_AIM OF THE TASK_. Copy each line below in which the string "ToastStack" appears.

[Collected data entries]

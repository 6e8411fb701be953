use futures::executor::block_on;
use kalyzo_storefront::{
    ImageRef, OptionGroupKind, OptionRows, OrderSummary, PriceBlock, PurchaseActions,
    SelectorState, StarRating, SummaryLine, ToastKind, Variant, VariantId, VariantOption,
};
use kalyzo_web::components::cart_counter::{self, CartCounter};
use kalyzo_web::components::checkout::{self, CheckoutModal, OrderSummaryView, SummaryState};
use kalyzo_web::components::load_more::{self, LoadMoreButton};
use kalyzo_web::components::modal::{self, Modal};
use kalyzo_web::components::product::{
    self, OptionGroups, PanelProps, PriceTag, ProductPanel, PurchaseButtons, QuantitySelect,
};
use kalyzo_web::components::star_rating::{self, StarRatingInput};
use kalyzo_web::components::toast::{self, ToastEntry, ToastStack};
use yew::html::ChildrenRenderer;
use yew::{AttrValue, Callback, LocalServerRenderer, NodeRef};

fn variant(id: u64, stock: i64, options: &[(&str, &str)]) -> Variant {
    Variant {
        id: VariantId(id),
        main_image: ImageRef {
            url: format!("/media/lampara-{id}.jpg"),
            alt: String::new(),
        },
        images: Vec::new(),
        price: 129_900.0,
        discount_price: Some(99_900.0),
        discount_percentage: 23,
        stock,
        options: options
            .iter()
            .map(|(option, value)| VariantOption {
                option: (*option).to_string(),
                value: (*value).to_string(),
            })
            .collect(),
    }
}

#[test]
fn counter_is_hidden_at_zero_and_shows_count() {
    kalyzo_web::i18n::set_lang("es");
    let html = block_on(
        LocalServerRenderer::<CartCounter>::with_props(cart_counter::Props { count: 0 }).render(),
    );
    assert!(html.contains("id=\"cartCounter\""));
    assert!(html.contains("d-none"));

    let html = block_on(
        LocalServerRenderer::<CartCounter>::with_props(cart_counter::Props { count: 3 }).render(),
    );
    assert!(!html.contains("d-none"));
    assert!(html.contains(">3<"));
    assert!(html.contains("3 productos en el carrito"));
}

#[test]
fn price_tag_layouts() {
    kalyzo_web::i18n::set_lang("es");
    let single = block_on(
        LocalServerRenderer::<PriceTag>::with_props(product::price::Props {
            block: PriceBlock::Single { price: 45_000.0 },
        })
        .render(),
    );
    assert!(single.contains("$45.000"));
    assert!(!single.contains("<del>"));

    let discounted = block_on(
        LocalServerRenderer::<PriceTag>::with_props(product::price::Props {
            block: PriceBlock::BeforeNow {
                before: 129_900.0,
                now: 99_900.0,
                percent: Some(23),
            },
        })
        .render(),
    );
    assert!(discounted.contains("<del>$129.900</del>"));
    assert!(discounted.contains("$99.900"));
    assert!(discounted.contains("-23%"));

    let no_badge = block_on(
        LocalServerRenderer::<PriceTag>::with_props(product::price::Props {
            block: PriceBlock::BeforeNow {
                before: 100.0,
                now: 90.0,
                percent: None,
            },
        })
        .render(),
    );
    assert!(!no_badge.contains("discount-badge"));
}

#[test]
fn sold_out_variant_disables_quantity_and_purchase() {
    kalyzo_web::i18n::set_lang("es");
    let html = block_on(
        LocalServerRenderer::<QuantitySelect>::with_props(product::quantity::Props {
            options: Vec::new(),
            value: None,
            on_change: Callback::noop(),
        })
        .render(),
    );
    assert!(html.contains("disabled"));
    assert!(!html.contains("<option"));

    let html = block_on(
        LocalServerRenderer::<PurchaseButtons>::with_props(product::actions::Props {
            actions: PurchaseActions::SoldOut,
            adding: false,
            paying: false,
            on_add: Callback::noop(),
            on_pay: Callback::noop(),
        })
        .render(),
    );
    assert!(html.contains("Agotado"));
    assert!(!html.contains("btn-pagar-contraentrega"));
}

#[test]
fn quantity_options_mark_the_current_value() {
    let html = block_on(
        LocalServerRenderer::<QuantitySelect>::with_props(product::quantity::Props {
            options: vec![1, 2, 3],
            value: Some(2),
            on_change: Callback::noop(),
        })
        .render(),
    );
    assert_eq!(html.matches("<option").count(), 3);
    assert!(!html.contains("disabled"));
}

#[test]
fn available_variant_offers_both_buttons() {
    kalyzo_web::i18n::set_lang("es");
    let html = block_on(
        LocalServerRenderer::<PurchaseButtons>::with_props(product::actions::Props {
            actions: PurchaseActions::Available,
            adding: true,
            paying: false,
            on_add: Callback::noop(),
            on_pay: Callback::noop(),
        })
        .render(),
    );
    assert!(html.contains("btn-pagar-contraentrega"));
    assert!(html.contains("btn-agregar-carrito"));
    assert!(html.contains("Agregando..."));
}

#[test]
fn option_groups_hide_empty_rows_and_mark_active() {
    let mut rows = OptionRows::from_options(&[
        VariantOption {
            option: "Medida".into(),
            value: "20 cm".into(),
        },
        VariantOption {
            option: "Medida".into(),
            value: "30 cm".into(),
        },
    ]);
    assert!(rows.activate(OptionGroupKind::Medida, 1));
    let html = block_on(
        LocalServerRenderer::<OptionGroups>::with_props(product::options::Props {
            rows,
            on_select: Callback::noop(),
        })
        .render(),
    );
    assert!(html.contains("id=\"medida-options\""));
    assert!(html.contains("id=\"color-group\""));
    assert_eq!(html.matches("active").count(), 1);
    assert_eq!(html.matches("d-none").count(), 3);
}

#[test]
fn product_panel_renders_selected_variant() {
    kalyzo_web::i18n::set_lang("es");
    let selector = SelectorState::new(
        vec![
            variant(1, 4, &[("Color", "Rojo")]),
            variant(2, 0, &[("Color", "Azul")]),
        ],
        Vec::new(),
        Some(VariantId(2)),
        10,
    );
    let props = PanelProps {
        view: selector.view(),
        variants: selector.variants().to_vec(),
        gallery: Vec::new(),
        picked_thumbnail: None,
        adding: false,
        paying: false,
        on_variant: Callback::noop(),
        on_option: Callback::noop(),
        on_quantity: Callback::noop(),
        on_thumbnail: Callback::noop(),
        on_add: Callback::noop(),
        on_pay: Callback::noop(),
    };
    let html = block_on(LocalServerRenderer::<ProductPanel>::with_props(props).render());
    assert!(html.contains("data-selected=\"2\""));
    assert!(html.contains("/media/lampara-2.jpg"));
    assert!(html.contains("Agotado"));
    assert!(html.contains("out-of-stock"));
}

#[test]
fn modal_renders_when_open_and_skips_when_closed() {
    let open = modal::Props {
        open: true,
        title: AttrValue::from("Pago contra entrega"),
        on_close: Callback::noop(),
        description: Some(AttrValue::from("Completa tus datos")),
        close_label: None,
        children: ChildrenRenderer::default(),
    };
    let html = block_on(LocalServerRenderer::<Modal>::with_props(open).render());
    assert!(html.contains("modal-backdrop"));
    assert!(html.contains("Completa tus datos"));

    let closed = modal::Props {
        open: false,
        title: AttrValue::from("Pago contra entrega"),
        on_close: Callback::noop(),
        description: None,
        close_label: None,
        children: ChildrenRenderer::default(),
    };
    let html = block_on(LocalServerRenderer::<Modal>::with_props(closed).render());
    assert!(!html.contains("modal-backdrop"));
}

#[test]
fn summary_states() {
    kalyzo_web::i18n::set_lang("es");
    let render = |state| {
        block_on(
            LocalServerRenderer::<OrderSummaryView>::with_props(checkout::summary::Props { state })
                .render(),
        )
    };
    assert!(render(SummaryState::Loading).contains("Cargando resumen"));
    let failed = render(SummaryState::Failed);
    assert!(failed.contains("No se pudo cargar"));
    assert!(failed.contains("$0"));
    assert!(render(SummaryState::Ready(OrderSummary::default())).contains("No hay productos"));

    let ready = render(SummaryState::Ready(OrderSummary {
        lines: vec![SummaryLine {
            product_name: "Lámpara Luna".into(),
            unit_price: 45_000.0,
            quantity: 2,
            subtotal: 90_000.0,
        }],
        total: 90_000.0,
    }));
    assert!(ready.contains("Lámpara Luna"));
    assert!(ready.contains("x2"));
    assert_eq!(ready.matches("$90.000").count(), 2);
}

#[test]
fn checkout_modal_carries_form_constraints() {
    kalyzo_web::i18n::set_lang("es");
    let props = checkout::Props {
        open: true,
        summary: SummaryState::Loading,
        form_ref: NodeRef::default(),
        submitting: true,
        on_close: Callback::noop(),
        on_submit: Callback::noop(),
    };
    let html = block_on(LocalServerRenderer::<CheckoutModal>::with_props(props).render());
    assert!(html.contains("id=\"checkout-form\""));
    assert!(html.contains("pattern=\"3[0-9]{9}\""));
    assert!(html.contains("minlength=\"3\""));
    assert!(html.contains("type=\"email\""));
    assert!(html.contains("Procesando..."));
}

#[test]
fn toast_stack_renders_each_kind() {
    kalyzo_web::i18n::set_lang("es");
    let toasts = vec![
        ToastEntry {
            id: 1,
            kind: ToastKind::Success,
            text: "Producto agregado al carrito".into(),
        },
        ToastEntry {
            id: 2,
            kind: ToastKind::Error,
            text: "Stock insuficiente. Disponible: 2".into(),
        },
    ];
    let html = block_on(
        LocalServerRenderer::<ToastStack>::with_props(toast::Props {
            toasts,
            on_dismiss: Callback::noop(),
        })
        .render(),
    );
    assert!(html.contains("alert-success"));
    assert!(html.contains("alert-danger"));
    assert!(html.contains("Stock insuficiente. Disponible: 2"));
    assert_eq!(html.matches("btn-close").count(), 2);
}

#[test]
fn star_rating_draws_committed_value() {
    let mut rating = StarRating::default();
    rating.click(2);
    let html = block_on(
        LocalServerRenderer::<StarRatingInput>::with_props(star_rating::Props {
            rating,
            name: AttrValue::from("rating"),
            on_click: Callback::noop(),
            on_hover: Callback::noop(),
            on_leave: Callback::noop(),
        })
        .render(),
    );
    assert!(html.contains("value=\"3\""));
    assert_eq!(html.matches("★").count(), 3);
    assert_eq!(html.matches("☆").count(), 2);
}

#[test]
fn load_more_disappears_when_nothing_is_left() {
    kalyzo_web::i18n::set_lang("es");
    let html = block_on(
        LocalServerRenderer::<LoadMoreButton>::with_props(load_more::Props {
            remaining: 12,
            on_click: Callback::noop(),
        })
        .render(),
    );
    assert!(html.contains("(12 restantes)"));

    let html = block_on(
        LocalServerRenderer::<LoadMoreButton>::with_props(load_more::Props {
            remaining: 0,
            on_click: Callback::noop(),
        })
        .render(),
    );
    assert!(!html.contains("load-more-comments"));
}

_EXPECTED ANSWER_.
use kalyzo_web::components::toast::{self, ToastEntry, ToastStack};
        LocalServerRenderer::<ToastStack>::with_props(toast::Props {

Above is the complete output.